• [WHAT YOU ARE ASKED TO DO] Take each line from the entries that holds "name" and copy it out.

• [SUPPLIED INFORMATION]

=== Begin Enclosure ===

//! # con-core
//!
//! Pure-Rust codec for **CON (Compact Object Notation)**.
//!
//! CON is a compact, human-readable serialization format designed to reduce LLM
//! token consumption when processing structured data. It achieves this through key
//! folding (indentation instead of braces), tabular compression for uniform arrays,
//! and context-dependent quoting that eliminates unnecessary quote tokens.
//!
//! ## Quick start
//!
//! ```rust
//! use con_core::{encode, decode};
//!
//! // JSON → CON
//! let json = r#"{"name":"Alice","scores":[95,87,92]}"#;
//! let con = encode(json).unwrap();
//! assert_eq!(con, "name: Alice\nscores[3]: 95,87,92");
//!
//! // CON → JSON (roundtrip)
//! let back = decode(&con).unwrap();
//! assert_eq!(back, json);
//! ```
//!
//! ## Modules
//!
//! - [`value`] — the closed `Value` AST all the other modules operate on
//! - [`normalize`] — `serde_json::Value` → `Value`, folding `-0` and non-finite numbers
//! - [`shape`] — array shape classification (inline/tabular/list)
//! - [`lexical`] — quoting, escaping, and literal grammar shared by both directions
//! - [`header`] — the `key[N]{fields}:` array header grammar
//! - [`line`] — the indentation line model the parser walks
//! - [`emitter`] — `Value` → CON text
//! - [`parser`] — CON text → `Value`
//! - [`tokens`] — rough token-savings estimation
//! - [`filter`] — semantic field stripping + CON encode (`filter_and_encode`, `CalendarFilter`)
//! - [`error`] — error types for normalize/emit/parse failures

pub mod emitter;
pub mod error;
pub mod filter;
pub mod header;
pub mod lexical;
pub mod line;
pub mod normalize;
pub mod options;
pub mod parser;
pub mod shape;
pub mod tokens;
pub mod value;

pub use emitter::serialize;
pub use error::{ConError, Result};
pub use filter::{filter_and_encode, filter_fields, CalendarFilter};
pub use lexical::Delimiter;
pub use normalize::normalize;
pub use options::{EmitOptions, ParseOptions};
pub use parser::deserialize;
pub use tokens::{count_tokens, DefaultTokenizer, Savings, TokenSavings, Tokenizer};
pub use value::Value;

/// Encode a JSON string directly to CON text using default options. Convenience
/// wrapper around [`normalize`] + [`serialize`].
pub fn encode(json: &str) -> Result<String> {
    emitter::encode(json)
}

/// Decode a CON string directly to compact JSON text using default options.
/// Convenience wrapper around [`deserialize`].
pub fn decode(con: &str) -> Result<String> {
    parser::decode(con)
}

=== End Enclosure ===

• [OUTPUT FOR THIS EXERCISE]
//! let json = r#"{"name":"Alice","scores":[95,87,92]}"#;
//! assert_eq!(con, "name: Alice\nscores[3]: 95,87,92");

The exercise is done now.